I’m working on building a group of people who can execute on various parts of social media projects when we need them. I’m calling them the pirates. (You can work with the pirates yourself, if you want).
When it comes down to it, though, I realize that the trick is going to be working with people who might be decent at blogging, who might be pretty good at tweeting, who have a sense of what to do on Facebook, but who might not work from the perspective of this all tying into a sales marketing experience.
I’ve been working on a sales marketing framework for a while. I’m going to release it into my newsletter audience first, and then on this blog. It’s nothing amazing, but it does line up where I feel all the social tools fall into the various parts of a sales cycle. For instance, AWARENESS involves everything from tweeting to blogging to video and podcasting. Depending on how the project is put together, I’d need someone who knows how to use my outposts methodology and then who could create in such a way that it is promoting without being that guy.
In thinking about this, and in talking with others who have started their own social media consulting efforts, I notice quite often that people use the tools in a very standalone methodology. For instance, they build a following on Twitter, but do nothing to reach out to them via email marketing. They use Twitter as a promotional tool, and an in-between conversation tool, but it’s not always clear who realizes how this fits into a marketing plan or any other type of formal business communications experience.

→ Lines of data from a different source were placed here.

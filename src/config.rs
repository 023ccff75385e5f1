//! Configuration module for the kecho server.
//!
//! Supports both command-line arguments and TOML configuration file.
//! CLI arguments take precedence over config file values.

use clap::Parser;
use serde::Deserialize;
use std::path::PathBuf;

/// Command-line arguments for the echo server
#[derive(Parser, Debug)]
#[command(name = "kecho")]
#[command(author = "kecho authors")]
#[command(version = "0.1.0")]
#[command(about = "A concurrent TCP echo server", long_about = None)]
pub struct CliArgs {
    /// Path to TOML configuration file
    #[arg(short, long)]
    pub config: Option<PathBuf>,

    /// Address to bind to (e.g., 127.0.0.1:12345)
    #[arg(short = 'l', long)]
    pub listen: Option<String>,

    /// Length of the pending-connection queue
    #[arg(short = 'b', long)]
    pub backlog: Option<i32>,

    /// Per-connection read buffer size in bytes
    #[arg(short = 's', long)]
    pub buffer_size: Option<usize>,

    /// Maximum number of live connection workers (unbounded if unset)
    #[arg(short = 'w', long)]
    pub max_workers: Option<usize>,

    /// Log level (trace, debug, info, warn, error)
    #[arg(long)]
    pub log_level: Option<String>,
}

/// TOML configuration file structure
#[derive(Debug, Deserialize, Default)]
pub struct TomlConfig {
    #[serde(default)]
    pub server: ServerConfig,
    #[serde(default)]
    pub echo: EchoConfig,
    #[serde(default)]
    pub logging: LoggingConfig,
}

/// Server-related configuration
#[derive(Debug, Deserialize)]
pub struct ServerConfig {
    /// Address to bind to
    #[serde(default = "default_listen")]
    pub listen: String,
    /// Listen backlog
    #[serde(default = "default_backlog")]
    pub backlog: i32,
    /// Maximum number of live connection workers
    pub max_workers: Option<usize>,
}

impl Default for ServerConfig {
    fn default() -> Self {
        Self {
            listen: default_listen(),
            backlog: default_backlog(),
            max_workers: None,
        }
    }
}

/// Echo worker configuration
#[derive(Debug, Deserialize)]
pub struct EchoConfig {
    /// Bytes read per receive call
    #[serde(default = "default_buffer_size")]
    pub buffer_size: usize,
}

impl Default for EchoConfig {
    fn default() -> Self {
        Self {
            buffer_size: default_buffer_size(),
        }
    }
}

/// Logging configuration
#[derive(Debug, Deserialize)]
pub struct LoggingConfig {
    /// Log level
    #[serde(default = "default_log_level")]
    pub level: String,
}

impl Default for LoggingConfig {
    fn default() -> Self {
        Self {
            level: default_log_level(),
        }
    }
}

fn default_listen() -> String {
    "127.0.0.1:12345".to_string()
}

fn default_backlog() -> i32 {
    128
}

fn default_buffer_size() -> usize {
    crate::runtime::DEFAULT_BUFFER_SIZE
}

/// Largest accepted per-connection buffer.
pub const MAX_BUFFER_SIZE: usize = 16 * 1024 * 1024;

fn default_log_level() -> String {
    "info".to_string()
}

/// Final resolved configuration
#[derive(Debug, Clone)]
pub struct Config {
    pub listen: String,
    pub backlog: i32,
    pub buffer_size: usize,
    pub max_workers: Option<usize>,
    pub log_level: String,
}

impl Config {
    /// Load configuration from CLI args and optional TOML file.
    /// CLI arguments take precedence over TOML file values.
    pub fn load() -> Result<Self, ConfigError> {
        let cli = CliArgs::parse();

        let toml_config = if let Some(ref config_path) = cli.config {
            let contents = std::fs::read_to_string(config_path)
                .map_err(|e| ConfigError::FileRead(config_path.clone(), e))?;
            toml::from_str(&contents)
                .map_err(|e| ConfigError::TomlParse(config_path.clone(), e))?
        } else {
            TomlConfig::default()
        };

        Self::merge(cli, toml_config)
    }

    /// Merge CLI args over TOML values and validate the result.
    fn merge(cli: CliArgs, toml_config: TomlConfig) -> Result<Self, ConfigError> {
        let config = Config {
            listen: cli.listen.unwrap_or(toml_config.server.listen),
            backlog: cli.backlog.unwrap_or(toml_config.server.backlog),
            buffer_size: cli.buffer_size.unwrap_or(toml_config.echo.buffer_size),
            max_workers: cli.max_workers.or(toml_config.server.max_workers),
            log_level: cli.log_level.unwrap_or(toml_config.logging.level),
        };
        config.validate()?;
        Ok(config)
    }

    fn validate(&self) -> Result<(), ConfigError> {
        if self.buffer_size == 0 {
            return Err(ConfigError::Invalid("buffer_size must be greater than 0"));
        }
        if self.buffer_size > MAX_BUFFER_SIZE {
            return Err(ConfigError::Invalid("buffer_size must be at most 16 MiB"));
        }
        if self.backlog <= 0 {
            return Err(ConfigError::Invalid("backlog must be greater than 0"));
        }
        Ok(())
    }
}

/// Configuration loading errors
#[derive(Debug)]
pub enum ConfigError {
    FileRead(PathBuf, std::io::Error),
    TomlParse(PathBuf, toml::de::Error),
    Invalid(&'static str),
}

impl std::fmt::Display for ConfigError {
    fn fmt(&self, f: &mut std::fmt::Formatter<'_>) -> std::fmt::Result {
        match self {
            ConfigError::FileRead(path, e) => {
                write!(f, "Failed to read config file '{}': {}", path.display(), e)
            }
            ConfigError::TomlParse(path, e) => {
                write!(f, "Failed to parse config file '{}': {}", path.display(), e)
            }
            ConfigError::Invalid(msg) => write!(f, "Invalid configuration: {msg}"),
        }
    }
}

impl std::error::Error for ConfigError {}

#[cfg(test)]
mod tests {
    use super::*;

    fn cli(args: &[&str]) -> CliArgs {
        CliArgs::parse_from(std::iter::once("kecho").chain(args.iter().copied()))
    }

    #[test]
    fn test_default_config() {
        let config = TomlConfig::default();
        assert_eq!(config.server.listen, "127.0.0.1:12345");
        assert_eq!(config.server.backlog, 128);
        assert_eq!(config.server.max_workers, None);
        assert_eq!(config.echo.buffer_size, 4096);
        assert_eq!(config.logging.level, "info");
    }

    #[test]
    fn test_toml_parsing() {
        let toml_str = r#"
            [server]
            listen = "0.0.0.0:7"
            backlog = 16
            max_workers = 64

            [echo]
            buffer_size = 1024

            [logging]
            level = "debug"
        "#;

        let config: TomlConfig = toml::from_str(toml_str).unwrap();
        assert_eq!(config.server.listen, "0.0.0.0:7");
        assert_eq!(config.server.backlog, 16);
        assert_eq!(config.server.max_workers, Some(64));
        assert_eq!(config.echo.buffer_size, 1024);
        assert_eq!(config.logging.level, "debug");
    }

    #[test]
    fn test_cli_overrides_toml() {
        let toml_config: TomlConfig = toml::from_str(
            r#"
            [server]
            listen = "0.0.0.0:7"
            max_workers = 8

            [echo]
            buffer_size = 1024
        "#,
        )
        .unwrap();

        let config = Config::merge(
            cli(&["-l", "127.0.0.1:9000", "-s", "512", "--log-level", "trace"]),
            toml_config,
        )
        .unwrap();

        assert_eq!(config.listen, "127.0.0.1:9000");
        assert_eq!(config.buffer_size, 512);
        assert_eq!(config.max_workers, Some(8));
        assert_eq!(config.backlog, 128);
        assert_eq!(config.log_level, "trace");
    }

    #[test]
    fn test_cli_log_level_info_beats_toml() {
        let toml_config: TomlConfig = toml::from_str(
            r#"
            [logging]
            level = "debug"
        "#,
        )
        .unwrap();

        let config = Config::merge(cli(&["--log-level", "info"]), toml_config).unwrap();
        assert_eq!(config.log_level, "info");
    }

    #[test]
    fn test_toml_log_level_used_without_cli() {
        let toml_config: TomlConfig = toml::from_str(
            r#"
            [logging]
            level = "warn"
        "#,
        )
        .unwrap();

        let config = Config::merge(cli(&[]), toml_config).unwrap();
        assert_eq!(config.log_level, "warn");
    }

    #[test]
    fn test_zero_buffer_rejected() {
        let err = Config::merge(cli(&["-s", "0"]), TomlConfig::default()).unwrap_err();
        assert!(matches!(err, ConfigError::Invalid(_)));
    }

    #[test]
    fn test_huge_buffer_rejected() {
        let err = Config::merge(cli(&["-s", "18446744073709551615"]), TomlConfig::default())
            .unwrap_err();
        assert!(matches!(err, ConfigError::Invalid(_)));

        let over = (MAX_BUFFER_SIZE + 1).to_string();
        let err = Config::merge(cli(&["-s", over.as_str()]), TomlConfig::default()).unwrap_err();
        assert!(matches!(err, ConfigError::Invalid(_)));

        let at_limit = MAX_BUFFER_SIZE.to_string();
        let config = Config::merge(cli(&["-s", at_limit.as_str()]), TomlConfig::default()).unwrap();
        assert_eq!(config.buffer_size, MAX_BUFFER_SIZE);
    }

    #[test]
    fn test_non_positive_backlog_rejected() {
        let err = Config::merge(cli(&["-b", "0"]), TomlConfig::default()).unwrap_err();
        assert!(matches!(err, ConfigError::Invalid(_)));

        let err = Config::merge(cli(&["--backlog=-1"]), TomlConfig::default()).unwrap_err();
        assert!(matches!(err, ConfigError::Invalid(_)));

        let toml_config: TomlConfig = toml::from_str("[server]\nbacklog = 0\n").unwrap();
        let err = Config::merge(cli(&[]), toml_config).unwrap_err();
        assert!(matches!(err, ConfigError::Invalid(_)));
    }
}
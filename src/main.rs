//! kecho: a concurrent TCP echo server
//!
//! One acceptor thread hands every connection to its own worker, which
//! echoes back each received chunk until the peer closes. On SIGINT or
//! SIGTERM the acceptor stops, every live socket is shut down, and all
//! workers are joined before exit.

mod config;
mod runtime;
mod server;

use config::Config;
use runtime::ThreadPool;
use server::{EchoService, StopSignal};
use std::sync::Arc;
use std::thread;
use tracing::info;
use tracing_subscriber::EnvFilter;

fn main() -> Result<(), Box<dyn std::error::Error>> {
    // Load configuration
    let config = Config::load()?;

    // Initialize logging
    let filter =
        EnvFilter::try_from_default_env().unwrap_or_else(|_| EnvFilter::new(&config.log_level));

    tracing_subscriber::fmt()
        .with_env_filter(filter)
        .with_target(false)
        .init();

    info!(
        listen = %config.listen,
        backlog = config.backlog,
        buffer_size = config.buffer_size,
        max_workers = ?config.max_workers,
        "Starting kecho server"
    );

    let listener = server::bind_listener(&config.listen, config.backlog)?;
    let stop = StopSignal::for_listener(&listener)?;
    let pool = Arc::new(ThreadPool::new(config.max_workers));
    let service = EchoService::new(pool.clone(), config.buffer_size);

    let acceptor = {
        let stop = stop.clone();
        thread::Builder::new()
            .name("acceptor".to_string())
            .spawn(move || service.start(&listener, &stop))?
    };

    wait_for_signal()?;
    info!("Stop requested");
    stop.request();

    let report = acceptor
        .join()
        .map_err(|_| "acceptor thread panicked")?;
    info!(
        drained = report.drained,
        panicked = report.panicked,
        active = pool.active(),
        "Shutdown complete"
    );

    Ok(())
}

/// Block until SIGINT or SIGTERM arrives.
fn wait_for_signal() -> std::io::Result<()> {
    tokio::runtime::Builder::new_current_thread()
        .enable_all()
        .build()?
        .block_on(shutdown_signal())
}

#[cfg(unix)]
async fn shutdown_signal() -> std::io::Result<()> {
    use tokio::signal::unix::{signal, SignalKind};

    let mut term = signal(SignalKind::terminate())?;
    tokio::select! {
        res = tokio::signal::ctrl_c() => res,
        _ = term.recv() => Ok(()),
    }
}

#[cfg(not(unix))]
async fn shutdown_signal() -> std::io::Result<()> {
    tokio::signal::ctrl_c().await
}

Here’s a sample of what I’m talking about:
Project: Product Launch
Goal: 1000 Signups in the first 10 Days
Secondary Goal: 20 blog posts with links to product site in the first 10 days
Strategy: Awareness through presence, through content marketing, and through blogger outreach.
Steps:
- Start Listening tool topic profile for product, space in general, top 3 competitors.
- Discover related blogging community. Begin commenting and building relationships.
- Build branded Twitter and Facebook presence.
- Build off-site blog to connect with the community of prospective users.
- Build conversion points on that blog.
- Launch face-to-face presence experience (meetup?)
- Bring Flip video cameras. Recommend specific hashtags. Solicit help covering event.
- Launch blogger outreach requests. Track affirmatives. Track for posts. Respond to comments.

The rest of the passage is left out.